His debut album Postcards from Nowhere was recorded at home on a four track with Campbell recording and performing all the music. It was released in the summer of 2005 on a small local independent label, Crooked Mouth Records, to critical acclaim which included an "Album of the Week" in The Sunday Times. The album was likened to Springsteen's classic Nebraska album with its rustic feel and rough vocals.

His second album Beyond Below was released in November 2007 on Crooked Mouth Records.

In 2008, Campbell recorded a version of the old lullaby "All the Pretty Little Horses" for the film The Burrowers which was premiered at the Toronto International Film Festival.

Expecting Great Things, his third album was released on 6 April 2009. The majority of the album was recorded in one afternoon at home in Glasgow. As with the previous two albums Campbell wrote, recorded and performed all the tracks himself. On 4 October 2009, A Brief History of Things to Come, a sampler album which featured eight tracks taken from Campbell's first three albums was released in the Netherlands. This release coincides with a theater tour throughout the Netherlands.

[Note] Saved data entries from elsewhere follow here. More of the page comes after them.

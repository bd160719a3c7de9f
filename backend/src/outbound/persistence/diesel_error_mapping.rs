//! Translation of pool and Diesel failures into inventory store errors.

use tracing::debug;

use crate::domain::ports::InventoryStoreError;

use super::pool::PoolError;

/// Pool failures always mean the database is unreachable.
pub(super) fn map_pool_error(error: PoolError) -> InventoryStoreError {
    match error {
        PoolError::Checkout { message } | PoolError::Build { message } => {
            InventoryStoreError::connection(message)
        }
    }
}

/// Map a Diesel failure, logging the driver detail at debug level only.
pub(super) fn map_diesel_error(
    error: diesel::result::Error,
    operation: &'static str,
) -> InventoryStoreError {
    use diesel::result::{DatabaseErrorKind, Error as DieselError};

    match &error {
        DieselError::DatabaseError(kind, info) => {
            debug!(?kind, message = info.message(), operation, "diesel operation failed");
        }
        _ => debug!(
            error_type = %std::any::type_name_of_val(&error),
            operation,
            "diesel operation failed"
        ),
    }

    match error {
        DieselError::NotFound => InventoryStoreError::query(format!("{operation}: record not found")),
        DieselError::DatabaseError(DatabaseErrorKind::ClosedConnection, _) => {
            InventoryStoreError::connection(format!("{operation}: database connection error"))
        }
        DieselError::DatabaseError(DatabaseErrorKind::UniqueViolation, _) => {
            InventoryStoreError::query(format!("{operation}: unique constraint violated"))
        }
        _ => InventoryStoreError::query(format!("{operation}: database error")),
    }
}

/// Turn a zero-row update into a missing-row error.
pub(super) fn expect_one_row(
    updated: usize,
    table: &'static str,
    id: i64,
) -> Result<(), InventoryStoreError> {
    if updated == 0 {
        return Err(InventoryStoreError::missing_row(table, id));
    }
    Ok(())
}
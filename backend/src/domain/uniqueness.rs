//! Per-cpu account uniqueness.
//!
//! Two roles placed on the same cpu must never claim the same OS account.
//! The check is pure: callers load the other roles on the proposed cpu and
//! hand them in.

use std::collections::HashSet;
use std::fmt;

use super::accounts::AccountSet;
use super::inventory::{CpuAssignment, Role, RoleId};

/// One proposed account that clashes with an existing claim.
#[derive(Debug, Clone, PartialEq, Eq)]
pub struct AccountConflict {
    /// The duplicated account token.
    pub account: String,
    /// Role already holding the account, or `None` when the proposed list
    /// repeats the token itself.
    pub held_by: Option<ConflictingRole>,
}

/// Identity of the role that already claims an account.
#[derive(Debug, Clone, PartialEq, Eq)]
pub struct ConflictingRole {
    pub id: RoleId,
    pub name: String,
}

impl fmt::Display for AccountConflict {
    fn fmt(&self, f: &mut fmt::Formatter<'_>) -> fmt::Result {
        match &self.held_by {
            Some(role) => write!(
                f,
                "account `{}` is already used by role `{}` on this cpu",
                self.account, role.name
            ),
            None => write!(f, "account `{}` is listed more than once", self.account),
        }
    }
}

/// A role proposal to be checked against its future cpu neighbours.
#[derive(Debug, Clone, Copy)]
pub struct Candidate<'a> {
    pub role_id: RoleId,
    pub cpu: CpuAssignment,
    pub accounts: &'a AccountSet,
}

/// Collect every account conflict of `candidate` against `neighbours`.
///
/// Conflicts are returned in the order of the candidate's tokens, so the
/// first element is the first duplicate an operator would read. Roles with
/// the candidate's own id are ignored, and an unassigned cpu never
/// conflicts. Clashes that exist only between neighbours do not block the
/// candidate.
pub fn find_conflicts(candidate: Candidate<'_>, neighbours: &[Role]) -> Vec<AccountConflict> {
    if !candidate.cpu.is_assigned() {
        return Vec::new();
    }

    let others: Vec<&Role> = neighbours
        .iter()
        .filter(|role| role.id != candidate.role_id)
        .collect();

    let mut seen: HashSet<&str> = HashSet::new();
    let mut conflicts = Vec::new();
    for token in candidate.accounts.iter() {
        if let Some(holder) = others.iter().find(|role| role.accounts.contains(token)) {
            conflicts.push(AccountConflict {
                account: token.to_owned(),
                held_by: Some(ConflictingRole {
                    id: holder.id,
                    name: holder.name.clone(),
                }),
            });
        } else if !seen.insert(token) {
            conflicts.push(AccountConflict {
                account: token.to_owned(),
                held_by: None,
            });
        }
    }
    conflicts
}

#[cfg(test)]
mod tests {
    //! Regression coverage for account uniqueness.

    use rstest::{fixture, rstest};

    use super::*;
    use crate::domain::CpuId;

    fn role(id: i64, name: &str, accounts: &str, cpu: i64) -> Role {
        Role {
            id: RoleId::new(id),
            name: name.to_owned(),
            ipadr: String::new(),
            accounts: AccountSet::parse(accounts),
            cpu: CpuAssignment::from_column(Some(cpu)),
            has_data: false,
            description: String::new(),
        }
    }

    #[fixture]
    fn node3() -> Vec<Role> {
        vec![role(1, "QS", "edge query", 3), role(2, "DL", "dl", 3)]
    }

    #[rstest]
    fn rejects_account_held_by_neighbour(node3: Vec<Role>) {
        let accounts = AccountSet::parse("edge dl");
        let conflicts = find_conflicts(
            Candidate {
                role_id: RoleId::new(1),
                cpu: CpuAssignment::Assigned(CpuId::new(3)),
                accounts: &accounts,
            },
            &node3,
        );

        assert_eq!(conflicts.len(), 1);
        let first = conflicts.first().expect("one conflict");
        assert_eq!(first.account, "dl");
        assert_eq!(
            first.held_by.as_ref().map(|held| held.name.as_str()),
            Some("DL")
        );
    }

    #[rstest]
    fn own_row_is_not_a_neighbour(node3: Vec<Role>) {
        let accounts = AccountSet::parse("edge query");
        let conflicts = find_conflicts(
            Candidate {
                role_id: RoleId::new(1),
                cpu: CpuAssignment::Assigned(CpuId::new(3)),
                accounts: &accounts,
            },
            &node3,
        );
        assert!(conflicts.is_empty());
    }

    #[rstest]
    fn unassigned_cpu_skips_the_check(node3: Vec<Role>) {
        let accounts = AccountSet::parse("dl dl");
        let conflicts = find_conflicts(
            Candidate {
                role_id: RoleId::new(9),
                cpu: CpuAssignment::Unassigned,
                accounts: &accounts,
            },
            &node3,
        );
        assert!(conflicts.is_empty());
    }

    #[rstest]
    fn repeated_token_in_proposal_conflicts() {
        let accounts = AccountSet::parse("vdl vdl");
        let conflicts = find_conflicts(
            Candidate {
                role_id: RoleId::new(4),
                cpu: CpuAssignment::Assigned(CpuId::new(3)),
                accounts: &accounts,
            },
            &[],
        );
        assert_eq!(conflicts.len(), 1);
        assert_eq!(conflicts[0].held_by, None);
        assert!(conflicts[0].to_string().contains("more than once"));
    }

    #[rstest]
    fn all_conflicts_are_reported_in_token_order(node3: Vec<Role>) {
        let accounts = AccountSet::parse("query fresh dl edge");
        let conflicts = find_conflicts(
            Candidate {
                role_id: RoleId::new(7),
                cpu: CpuAssignment::Assigned(CpuId::new(3)),
                accounts: &accounts,
            },
            &node3,
        );
        let names: Vec<&str> = conflicts.iter().map(|c| c.account.as_str()).collect();
        assert_eq!(names, ["query", "dl", "edge"]);
    }

    #[rstest]
    fn clashes_between_neighbours_do_not_block_candidate() {
        let neighbours = vec![role(1, "A", "x", 3), role(2, "B", "x", 3)];
        let accounts = AccountSet::parse("y");
        let conflicts = find_conflicts(
            Candidate {
                role_id: RoleId::new(5),
                cpu: CpuAssignment::Assigned(CpuId::new(3)),
                accounts: &accounts,
            },
            &neighbours,
        );
        assert!(conflicts.is_empty());
    }
}
//! Edge inventory engine: account uniqueness, cascading renames and dirty
//! propagation for the acquisition fleet's configuration database.

pub mod config;
pub mod domain;
pub mod outbound;

#[cfg(any(test, feature = "test-support"))]
pub mod test_support;
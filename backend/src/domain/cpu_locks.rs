//! Per-cpu serialisation of commits.
//!
//! Account uniqueness is checked against the roles already on a cpu, so two
//! edits targeting the same cpu must not interleave between validation and
//! the role write. Each coordinator owns its own registry.

use std::collections::HashMap;
use std::sync::{Arc, Mutex, PoisonError};

use tokio::sync::{Mutex as AsyncMutex, OwnedMutexGuard};

use super::inventory::CpuId;

/// Registry of async locks keyed by cpu.
#[derive(Debug, Default)]
pub struct CpuLocks {
    locks: Mutex<HashMap<CpuId, Arc<AsyncMutex<()>>>>,
}

impl CpuLocks {
    pub fn new() -> Self {
        Self::default()
    }

    /// Wait for exclusive access to `cpu_id`.
    pub async fn acquire(&self, cpu_id: CpuId) -> OwnedMutexGuard<()> {
        let lock = {
            let mut locks = self.locks.lock().unwrap_or_else(PoisonError::into_inner);
            Arc::clone(locks.entry(cpu_id).or_default())
        };
        lock.lock_owned().await
    }

    /// Take the locks for every assigned cpu in ascending id order.
    pub async fn acquire_all(
        &self,
        cpu_ids: impl IntoIterator<Item = CpuId>,
    ) -> Vec<OwnedMutexGuard<()>> {
        let mut ids: Vec<CpuId> = cpu_ids.into_iter().collect();
        ids.sort_unstable();
        ids.dedup();
        let mut guards = Vec::with_capacity(ids.len());
        for id in ids {
            guards.push(self.acquire(id).await);
        }
        guards
    }
}

#[cfg(test)]
mod tests {
    //! Lock registry behaviour.

    use std::time::Duration;

    use super::*;

    #[tokio::test]
    async fn same_cpu_is_exclusive() {
        let locks = Arc::new(CpuLocks::new());
        let guard = locks.acquire(CpuId::new(3)).await;

        let contender = Arc::clone(&locks);
        let waiting = tokio::spawn(async move {
            let _guard = contender.acquire(CpuId::new(3)).await;
        });

        tokio::time::sleep(Duration::from_millis(20)).await;
        assert!(!waiting.is_finished());

        drop(guard);
        tokio::time::timeout(Duration::from_secs(1), waiting)
            .await
            .expect("lock released")
            .expect("task joined");
    }

    #[tokio::test]
    async fn different_cpus_do_not_block() {
        let locks = CpuLocks::new();
        let _first = locks.acquire(CpuId::new(1)).await;
        let second = tokio::time::timeout(Duration::from_secs(1), locks.acquire(CpuId::new(2)))
            .await;
        assert!(second.is_ok());
    }

    #[tokio::test]
    async fn acquire_all_deduplicates() {
        let locks = CpuLocks::new();
        let guards = locks
            .acquire_all([CpuId::new(2), CpuId::new(1), CpuId::new(2)])
            .await;
        assert_eq!(guards.len(), 2);
    }
}
//! Helper macro for declaring port error enums.
//!
//! Every variant carries named fields and gets a snake_case constructor
//! taking `impl Into<T>` per field, so adapters can write
//! `InventoryStoreError::query(msg)`.

macro_rules! define_port_error {
    (
        $(#[$outer:meta])*
        pub enum $name:ident {
            $(
                $(#[$variant_meta:meta])*
                $variant:ident { $($field:ident : $ty:ty),+ $(,)? } => $message:literal
            ),+ $(,)?
        }
    ) => {
        $(#[$outer])*
        #[derive(Debug, Clone, PartialEq, Eq, thiserror::Error)]
        pub enum $name {
            $(
                $(#[$variant_meta])*
                #[error($message)]
                $variant { $($field: $ty),+ },
            )+
        }

        ::paste::paste! {
            impl $name {
                $(
                    pub fn [<$variant:snake>]($($field: impl Into<$ty>),+) -> Self {
                        Self::$variant { $($field: $field.into()),+ }
                    }
                )+
            }
        }
    };
}

pub(crate) use define_port_error;
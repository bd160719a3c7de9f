//! Dirty-flag propagation.
//!
//! Deployment agents poll the `hasdata` flag of roles and cpus to learn
//! which nodes need their configuration pushed again. The propagator only
//! ever sets flags; clearing them is the agents' job.

use std::collections::BTreeSet;
use std::sync::Arc;

use tracing::debug;

use super::accounts::AccountSet;
use super::inventory::{CpuAssignment, CpuId, EdgeFileId, RoleId};
use super::naming_rules::NamingRules;
use super::ports::{InventoryStore, InventoryStoreError};

/// Rows marked dirty by one propagation call.
#[derive(Debug, Clone, Default, PartialEq, Eq)]
pub struct DirtyMarks {
    pub roles: BTreeSet<RoleId>,
    pub cpus: BTreeSet<CpuId>,
}

impl DirtyMarks {
    pub fn is_empty(&self) -> bool {
        self.roles.is_empty() && self.cpus.is_empty()
    }

    /// Fold `other` into `self`.
    pub fn merge(&mut self, other: Self) {
        self.roles.extend(other.roles);
        self.cpus.extend(other.cpus);
    }
}

/// Marking stopped at a store failure.
#[derive(Debug, Clone, PartialEq, Eq, thiserror::Error)]
#[error("dirty propagation stopped: {source}")]
pub struct PropagationFailed {
    /// Flags set before the failure.
    pub marked: DirtyMarks,
    pub source: InventoryStoreError,
}

/// Marks roles and cpus whose deployed configuration went stale.
#[derive(Clone)]
pub struct DirtyPropagator<S: ?Sized> {
    store: Arc<S>,
    naming_rules: Arc<NamingRules>,
}

impl<S: ?Sized> DirtyPropagator<S> {
    pub fn new(store: Arc<S>, naming_rules: Arc<NamingRules>) -> Self {
        Self {
            store,
            naming_rules,
        }
    }

    pub fn naming_rules(&self) -> &NamingRules {
        &self.naming_rules
    }
}

impl<S> DirtyPropagator<S>
where
    S: InventoryStore + ?Sized,
{
    /// Mark both ends of a cpu move. Unassigned ends are skipped.
    pub async fn on_cpu_reassignment(
        &self,
        old: CpuAssignment,
        new: CpuAssignment,
    ) -> Result<DirtyMarks, PropagationFailed> {
        let mut marks = DirtyMarks::default();
        if old == new {
            return Ok(marks);
        }
        for cpu_id in [old.cpu_id(), new.cpu_id()].into_iter().flatten() {
            self.mark_cpu(cpu_id, &mut marks).await?;
        }
        Ok(marks)
    }

    /// Mark the role when its serialised account list changed.
    ///
    /// Reordering counts as a change.
    pub async fn on_accounts_changed(
        &self,
        role_id: RoleId,
        old: &AccountSet,
        new: &AccountSet,
    ) -> Result<DirtyMarks, PropagationFailed> {
        let mut marks = DirtyMarks::default();
        if old.serialize() != new.serialize() {
            self.mark_role(role_id, &mut marks).await?;
        }
        Ok(marks)
    }

    /// Mark a cpu whose own payloads were edited.
    pub async fn on_cpu_saved(&self, cpu_id: CpuId) -> Result<DirtyMarks, PropagationFailed> {
        let mut marks = DirtyMarks::default();
        self.mark_cpu(cpu_id, &mut marks).await?;
        Ok(marks)
    }

    /// Mark every role using a saved edgefile.
    ///
    /// Roles referencing the file through a thread assignment are marked
    /// first, then every role implied by the naming rules. Names that do not
    /// match an existing role are skipped.
    pub async fn on_edge_file_saved(
        &self,
        edge_file_id: EdgeFileId,
        edge_file_name: &str,
    ) -> Result<DirtyMarks, PropagationFailed> {
        let mut marks = DirtyMarks::default();

        let referencing = self
            .store
            .list_thread_assignments_by_edge_file(edge_file_id)
            .await
            .map_err(|source| PropagationFailed {
                marked: marks.clone(),
                source,
            })?;
        let referenced_roles: BTreeSet<RoleId> = referencing
            .iter()
            .map(|assignment| assignment.role_id)
            .collect();
        for role_id in referenced_roles {
            self.mark_role(role_id, &mut marks).await?;
        }

        for role_name in self.naming_rules.roles_for(edge_file_name) {
            let role = self
                .store
                .find_role_by_name(&role_name)
                .await
                .map_err(|source| PropagationFailed {
                    marked: marks.clone(),
                    source,
                })?;
            match role {
                Some(role) if !marks.roles.contains(&role.id) => {
                    self.mark_role(role.id, &mut marks).await?;
                }
                Some(_) => {}
                None => debug!(
                    edge_file = edge_file_name,
                    role = %role_name,
                    "naming rule names an unknown role"
                ),
            }
        }

        Ok(marks)
    }

    async fn mark_role(
        &self,
        role_id: RoleId,
        marks: &mut DirtyMarks,
    ) -> Result<(), PropagationFailed> {
        self.store
            .mark_role_dirty(role_id)
            .await
            .map_err(|source| PropagationFailed {
                marked: marks.clone(),
                source,
            })?;
        debug!(%role_id, "role marked dirty");
        marks.roles.insert(role_id);
        Ok(())
    }

    async fn mark_cpu(&self, cpu_id: CpuId, marks: &mut DirtyMarks) -> Result<(), PropagationFailed> {
        self.store
            .mark_cpu_dirty(cpu_id)
            .await
            .map_err(|source| PropagationFailed {
                marked: marks.clone(),
                source,
            })?;
        debug!(%cpu_id, "cpu marked dirty");
        marks.cpus.insert(cpu_id);
        Ok(())
    }
}

#[cfg(test)]
#[path = "dirty_tests.rs"]
mod tests;
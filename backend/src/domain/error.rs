//! Commit errors raised by the coordinator.
//!
//! Validation failures are raised before any write and leave the inventory
//! untouched. Store failures during a cascade carry enough detail for an
//! operator to tell exactly which rows were changed.

use serde::{Deserialize, Serialize};

use super::dirty::DirtyMarks;
use super::inventory::{CpuId, RoleId};
use super::ports::InventoryStoreError;
use super::rename::{AccountCountMismatch, JournalEntry, Rename};
use super::uniqueness::AccountConflict;

/// Stable machine-readable error code describing the failure category.
#[derive(Debug, Clone, Copy, PartialEq, Eq, Hash, Serialize, Deserialize)]
#[non_exhaustive]
#[serde(rename_all = "snake_case")]
pub enum ErrorCode {
    /// The edit would give two roles on one cpu the same account.
    DuplicateAccount,
    /// The rename path was asked to add or drop accounts.
    AccountCountMismatch,
    /// A membership change replaced accounts instead of adding or removing.
    AccountRenameRequired,
    /// The edit would give two cpus the same node number.
    DuplicateNodeNumber,
    /// The requested row does not exist.
    NotFound,
    /// The inventory store could not be reached.
    ServiceUnavailable,
    /// Some writes were applied and others were not.
    PartialSuccess,
    /// The store rejected a read or write.
    InternalError,
}

/// Failure of a commit pipeline.
#[derive(Debug, Clone, PartialEq, Eq, thiserror::Error)]
pub enum CommitError {
    /// Validation: an account is already claimed on the target cpu.
    #[error("{}", describe_conflicts(.conflicts))]
    DuplicateAccount {
        /// First duplicate in the proposed order.
        account: String,
        /// Every duplicate found.
        conflicts: Vec<AccountConflict>,
    },
    /// Validation: renames must keep the account count.
    #[error(transparent)]
    AccountCountMismatch(#[from] AccountCountMismatch),
    /// Validation: the membership path only adds or removes accounts.
    #[error(
        "replacing {} with {} keeps the account count; rename the accounts instead",
        .removed.join(","),
        .added.join(",")
    )]
    AccountRenameRequired {
        removed: Vec<String>,
        added: Vec<String>,
    },
    /// Validation: node numbers are unique across cpus.
    #[error("node number {node_number} is already used by cpu `{held_by}`")]
    DuplicateNodeNumber { node_number: i32, held_by: String },
    #[error("role {0} does not exist")]
    RoleNotFound(RoleId),
    #[error("cpu {0} does not exist")]
    CpuNotFound(CpuId),
    /// A store call failed before anything was written.
    #[error(transparent)]
    Store(#[from] InventoryStoreError),
    /// The rename cascade or the role write failed after renames started.
    #[error("{}", describe_rename_failure(.failed, .source, .applied, .unreverted))]
    RenameFailed {
        /// The rename being applied when the store failed, or `None` when
        /// the renames succeeded and the role write failed.
        failed: Option<Rename>,
        source: InventoryStoreError,
        /// Renames that completed before the failure.
        applied: Vec<Rename>,
        /// Writes compensation could not reverse; empty when rolled back.
        unreverted: Vec<JournalEntry>,
    },
    /// The primary row was saved but dirty propagation stopped early.
    #[error("changes saved but dirty propagation failed: {source}")]
    PartiallyCommitted {
        marked: DirtyMarks,
        source: InventoryStoreError,
    },
}

impl CommitError {
    /// Build a duplicate-account error from a non-empty conflict list.
    pub(crate) fn duplicate_account(conflicts: Vec<AccountConflict>) -> Option<Self> {
        let account = conflicts.first()?.account.clone();
        Some(Self::DuplicateAccount { account, conflicts })
    }

    /// Stable code for adapters.
    pub fn code(&self) -> ErrorCode {
        match self {
            Self::DuplicateAccount { .. } => ErrorCode::DuplicateAccount,
            Self::AccountCountMismatch(_) => ErrorCode::AccountCountMismatch,
            Self::AccountRenameRequired { .. } => ErrorCode::AccountRenameRequired,
            Self::DuplicateNodeNumber { .. } => ErrorCode::DuplicateNodeNumber,
            Self::RoleNotFound(_) | Self::CpuNotFound(_) => ErrorCode::NotFound,
            Self::Store(InventoryStoreError::Connection { .. }) => ErrorCode::ServiceUnavailable,
            Self::Store(_) => ErrorCode::InternalError,
            Self::RenameFailed { unreverted, .. } if unreverted.is_empty() => {
                ErrorCode::InternalError
            }
            Self::RenameFailed { .. } | Self::PartiallyCommitted { .. } => {
                ErrorCode::PartialSuccess
            }
        }
    }

    /// Whether the inventory was left exactly as it was before the commit.
    pub fn left_inventory_unchanged(&self) -> bool {
        match self {
            Self::RenameFailed { unreverted, .. } => unreverted.is_empty(),
            Self::PartiallyCommitted { .. } => false,
            _ => true,
        }
    }
}

fn describe_conflicts(conflicts: &[AccountConflict]) -> String {
    conflicts
        .iter()
        .map(ToString::to_string)
        .collect::<Vec<_>>()
        .join("; ")
}

fn describe_rename_failure(
    failed: &Option<Rename>,
    source: &InventoryStoreError,
    applied: &[Rename],
    unreverted: &[JournalEntry],
) -> String {
    let stage = match failed {
        Some(rename) => format!("account rename {rename} failed"),
        None => "saving the role after renaming accounts failed".to_owned(),
    };
    if unreverted.is_empty() {
        return format!("{stage}: {source}; all rename writes were rolled back");
    }
    let applied = applied
        .iter()
        .map(ToString::to_string)
        .collect::<Vec<_>>()
        .join(", ");
    format!(
        "{stage}: {source}; partial success, {} write(s) could not be rolled back (renames completed: [{applied}])",
        unreverted.len()
    )
}

#[cfg(test)]
mod tests {
    //! Error codes and operator-facing messages.

    use rstest::rstest;

    use super::*;
    use crate::domain::uniqueness::ConflictingRole;
    use crate::domain::EdgeFileId;

    fn dl_conflict() -> AccountConflict {
        AccountConflict {
            account: "dl".to_owned(),
            held_by: Some(ConflictingRole {
                id: RoleId::new(2),
                name: "DL".to_owned(),
            }),
        }
    }

    #[rstest]
    fn duplicate_account_names_the_offending_account() {
        let err = CommitError::duplicate_account(vec![dl_conflict()]).expect("one conflict");
        assert_eq!(err.code(), ErrorCode::DuplicateAccount);
        assert_eq!(
            err.to_string(),
            "account `dl` is already used by role `DL` on this cpu"
        );
        assert!(err.left_inventory_unchanged());
    }

    #[rstest]
    fn empty_conflict_list_is_not_an_error() {
        assert!(CommitError::duplicate_account(Vec::new()).is_none());
    }

    #[rstest]
    fn connection_failures_are_service_unavailable() {
        let err = CommitError::from(InventoryStoreError::connection("refused"));
        assert_eq!(err.code(), ErrorCode::ServiceUnavailable);
    }

    #[rstest]
    fn rolled_back_rename_is_reported_as_such() {
        let err = CommitError::RenameFailed {
            failed: Some(Rename::new("b", "c")),
            source: InventoryStoreError::query("timeout"),
            applied: Vec::new(),
            unreverted: Vec::new(),
        };
        assert_eq!(err.code(), ErrorCode::InternalError);
        assert!(err.to_string().contains("rolled back"));
        assert!(err.left_inventory_unchanged());
    }

    #[rstest]
    fn unreverted_rename_is_partial_success() {
        let err = CommitError::RenameFailed {
            failed: Some(Rename::new("b", "c")),
            source: InventoryStoreError::query("timeout"),
            applied: vec![Rename::new("a", "z")],
            unreverted: vec![JournalEntry::EdgeFileRenamed {
                id: EdgeFileId::new(1),
                from: "cfg.R.a".to_owned(),
                to: "cfg.R.z".to_owned(),
            }],
        };
        assert_eq!(err.code(), ErrorCode::PartialSuccess);
        let message = err.to_string();
        assert!(message.contains("partial success"));
        assert!(message.contains("a -> z"));
        assert!(!err.left_inventory_unchanged());
    }
}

Fixing the Shadows, Campbell's fourth album was released on 22 April 2013. It was recorded at Glo Worm Studios in Glasgow with Iain Hutchison. His fifth album The Spark was released in 2014.

A sixth album ‘I Was Taught How to Win, but I Learned How to Lose’ was released in 2020.

On 6th December 2024 ‘Apollo Wept’ was released which was written and recorded during the pandemic. It was followed a week later by the release of a four track EP ‘A Million Miles Away’.